_WHAT YOU WILL DO_
What number of lines in the data below contain the string "Option"? Answer with that number alone.

_RECORDS FOR PROCESSING_
┄┄┄┄┄┄┄┄┄┄

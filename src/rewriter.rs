//! Single-pass tree rewriter
//!
//! Walks a [`SourceDocument`] in document order and builds a fresh output
//! tree. Every source element is classified once:
//!
//! - kept elements get a new element with the same tag name
//! - unknown elements get a new `span`
//! - blacklisted elements get a placeholder that is never attached, so
//!   everything that hangs off it disappears with it. Their descendants are
//!   still visited and mapped to the placeholder, which keeps preorder ids
//!   identical to the source document.
//!
//! Source ids are preorder positions. A per-call bookkeeping map records, for
//! every mapped source element, the arena slot of its output element; each new
//! node is attached to the slot of its nearest mapped source ancestor, or to
//! the root `span` when there is none. Comments and doctypes are not mapped
//! and produce no output.
//!
//! Deferred content (template contents) is parsed and rewritten as an
//! independent document with its own map and arena, and attached only once
//! it is complete.

use std::collections::HashMap;
use tracing::debug;

use crate::policy::{INTERNAL_ATTRIBUTE_PREFIX, ORIGINAL_TAG_ATTRIBUTE};
use crate::sanitizer::HtmlSanitizer;
use crate::tags::{INERT_CONTAINER_TAG, TagClass, is_deferred_content_tag};
use crate::tree::{CleanElement, CleanNode, SourceDocument, SourceElement, SourceNode};

/// Arena slot of the output root.
const ROOT_SLOT: usize = 0;

/// Deferred content nested deeper than this is emptied.
const MAX_DEFERRED_NESTING: usize = 16;

enum SlotChild {
    Slot(usize),
    Text(String),
    Built(CleanNode),
}

struct Slot {
    element: CleanElement,
    children: Vec<SlotChild>,
}

/// Per-call rewriting state. Nothing here outlives one call.
struct Rewrite<'a> {
    sanitizer: &'a HtmlSanitizer,
    deferred_nesting: usize,
    slots: Vec<Slot>,
    /// Source preorder id to arena slot; `None` for dropped elements
    mapped: HashMap<usize, Option<usize>>,
    /// Source preorder id to parent source id
    parents: Vec<Option<usize>>,
}

/// Rewrite `document` under the configuration of `sanitizer`.
///
/// Returns the root `span` holding the sanitized top-level nodes.
pub(crate) fn rewrite(sanitizer: &HtmlSanitizer, document: &SourceDocument) -> CleanNode {
    Rewrite::new(sanitizer, 0).run(document)
}

impl<'a> Rewrite<'a> {
    fn new(sanitizer: &'a HtmlSanitizer, deferred_nesting: usize) -> Self {
        Self {
            sanitizer,
            deferred_nesting,
            slots: vec![Slot {
                element: CleanElement::new(INERT_CONTAINER_TAG),
                children: Vec::new(),
            }],
            mapped: HashMap::new(),
            parents: Vec::new(),
        }
    }

    fn run(mut self, document: &SourceDocument) -> CleanNode {
        self.walk(document);
        self.assemble()
    }

    /// Visit every source node once, in document order.
    fn walk(&mut self, document: &SourceDocument) {
        // Explicit stack of (node, parent id), pushed in reverse so nodes are
        // visited in document order.
        let mut stack: Vec<(&SourceNode, Option<usize>)> =
            document.children.iter().rev().map(|n| (n, None)).collect();

        while let Some((node, parent)) = stack.pop() {
            let id = self.parents.len();
            self.parents.push(parent);

            match node {
                SourceNode::Text(text) => {
                    let target = self.attachment_slot(parent);
                    if let Some(slot) = target {
                        self.slots[slot].children.push(SlotChild::Text(text.clone()));
                    }
                }
                SourceNode::Element(element) => {
                    self.visit_element(id, parent, element);
                    stack.extend(element.children.iter().rev().map(|c| (c, Some(id))));
                }
                SourceNode::Comment(_) | SourceNode::Doctype(_) => {}
            }
        }
    }

    /// Slot that content under source `parent` attaches to.
    ///
    /// Returns `None` when the nearest mapped ancestor was dropped.
    fn attachment_slot(&self, mut parent: Option<usize>) -> Option<usize> {
        while let Some(id) = parent {
            if let Some(slot) = self.mapped.get(&id) {
                return *slot;
            }
            parent = self.parents[id];
        }
        Some(ROOT_SLOT)
    }

    /// Classify and map one element.
    ///
    /// Dropped elements map to `None`; so does everything below them, since
    /// their nearest mapped ancestor is the dropped one.
    fn visit_element(&mut self, id: usize, parent: Option<usize>, source: &SourceElement) {
        let class = self.sanitizer.tags.classify(&source.name);

        let tag_name = match class {
            TagClass::Blacklisted => {
                debug!(tag = %source.name, "dropping blacklisted element and its subtree");
                self.mapped.insert(id, None);
                return;
            }
            TagClass::Keep => source.name.to_ascii_lowercase(),
            TagClass::Unknown => {
                debug!(tag = %source.name, "converting unknown element to span");
                INERT_CONTAINER_TAG.to_string()
            }
        };

        let Some(target) = self.attachment_slot(parent) else {
            self.mapped.insert(id, None);
            return;
        };

        let mut element = CleanElement::new(&tag_name);
        self.copy_attributes(&tag_name, source, &mut element);
        if class == TagClass::Unknown && self.sanitizer.add_original_tag_names {
            element.set_attribute(ORIGINAL_TAG_ATTRIBUTE, source.name.clone());
        }

        let mut children = Vec::new();
        if class == TagClass::Keep && is_deferred_content_tag(&tag_name) {
            children.extend(self.deferred_children(source).into_iter().map(SlotChild::Built));
        }

        let slot = self.slots.len();
        self.slots.push(Slot { element, children });
        self.slots[target].children.push(SlotChild::Slot(slot));
        self.mapped.insert(id, Some(slot));
    }

    /// Evaluate every attribute of `source` against the policy registry.
    ///
    /// Duplicate names resolve to the last occurrence.
    fn copy_attributes(&self, tag_name: &str, source: &SourceElement, element: &mut CleanElement) {
        let mut deduped: Vec<(String, &str)> = Vec::with_capacity(source.attributes.len());
        for (name, value) in &source.attributes {
            let name = name.to_ascii_lowercase();
            match deduped.iter_mut().find(|(seen, _)| *seen == name) {
                Some(entry) => entry.1 = value.as_str(),
                None => deduped.push((name, value.as_str())),
            }
        }

        for (name, value) in deduped {
            if name.starts_with(INTERNAL_ATTRIBUTE_PREFIX) {
                debug!(tag = tag_name, attribute = %name, "dropping reserved attribute");
                continue;
            }
            if let Some(clean) = self.sanitizer.sanitize_attribute(tag_name, &name, value) {
                element.set_attribute(&name, clean);
            }
        }
    }

    /// Sanitize deferred markup as an independent document.
    fn deferred_children(&self, source: &SourceElement) -> Vec<CleanNode> {
        let Some(markup) = source.deferred_markup.as_deref() else {
            return Vec::new();
        };
        if !self.sanitizer.sanitize_template_contents {
            return Vec::new();
        }
        if self.deferred_nesting >= MAX_DEFERRED_NESTING {
            debug!(tag = %source.name, "emptying deferred content nested too deeply");
            return Vec::new();
        }

        let document = self.sanitizer.parser.parse(markup);
        match Rewrite::new(self.sanitizer, self.deferred_nesting + 1).run(&document) {
            CleanNode::Element(mut root) => root.take_children(),
            CleanNode::Text(_) => Vec::new(),
        }
    }

    /// Build the output tree bottom-up.
    ///
    /// A child's slot index is always greater than its parent's, so visiting
    /// slots in descending order sees every child before its parent.
    fn assemble(self) -> CleanNode {
        let mut built: Vec<Option<CleanNode>> = Vec::with_capacity(self.slots.len());
        built.resize_with(self.slots.len(), || None);

        for (index, slot) in self.slots.into_iter().enumerate().rev() {
            let Slot {
                mut element,
                children,
            } = slot;
            let children = children
                .into_iter()
                .filter_map(|child| match child {
                    SlotChild::Slot(child_index) => built[child_index].take(),
                    SlotChild::Text(text) => Some(CleanNode::Text(text)),
                    SlotChild::Built(node) => Some(node),
                })
                .collect();
            element.set_children(children);
            built[index] = Some(CleanNode::Element(element));
        }

        built
            .into_iter()
            .next()
            .flatten()
            .unwrap_or_else(|| CleanNode::Element(CleanElement::new(INERT_CONTAINER_TAG)))
    }
}

#[cfg(test)]
mod tests {
    use super::*;

    fn document() -> SourceDocument {
        // 0 object, 1 p, 2 "inside", 3 em, 4 "after"
        SourceDocument::new(vec![
            SourceElement::new("object")
                .with_child(SourceElement::new("p").with_child(SourceNode::text("inside")))
                .into(),
            SourceElement::new("em")
                .with_child(SourceNode::text("after"))
                .into(),
        ])
    }

    #[test]
    fn test_blacklisted_descendants_are_visited_and_dropped() {
        let sanitizer = HtmlSanitizer::default();
        let mut rewrite = Rewrite::new(&sanitizer, 0);
        rewrite.walk(&document());

        assert_eq!(rewrite.parents, vec![None, Some(0), Some(1), None, Some(3)]);
        assert_eq!(rewrite.mapped.get(&0), Some(&None));
        assert_eq!(rewrite.mapped.get(&1), Some(&None));
        assert_eq!(rewrite.attachment_slot(Some(1)), None);
        assert_eq!(rewrite.mapped.get(&3), Some(&Some(1)));
    }

    #[test]
    fn test_blacklisted_subtree_is_unreachable_from_root() {
        let sanitizer = HtmlSanitizer::default();
        let root = rewrite(&sanitizer, &document());

        assert_eq!(root.inner_html(), "<em>after</em>");
    }

    #[test]
    fn test_deferred_content_nesting_is_capped() {
        let sanitizer = HtmlSanitizer {
            tags: {
                let mut tags = crate::tags::TagTable::new();
                tags.widen(&["template".to_string()]);
                tags
            },
            ..HtmlSanitizer::default()
        };
        let depth = MAX_DEFERRED_NESTING + 4;
        let markup = format!(
            "{}<p>deep</p>{}",
            "<template>".repeat(depth),
            "</template>".repeat(depth)
        );

        let html = sanitizer.sanitize(&markup);

        assert_eq!(html.as_str().matches("<template>").count(), MAX_DEFERRED_NESTING + 1);
        assert!(!html.as_str().contains("deep"));
    }
}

┄┄┄┄┄┄┄┄┄┄

_RESULT OF THIS TASK_
6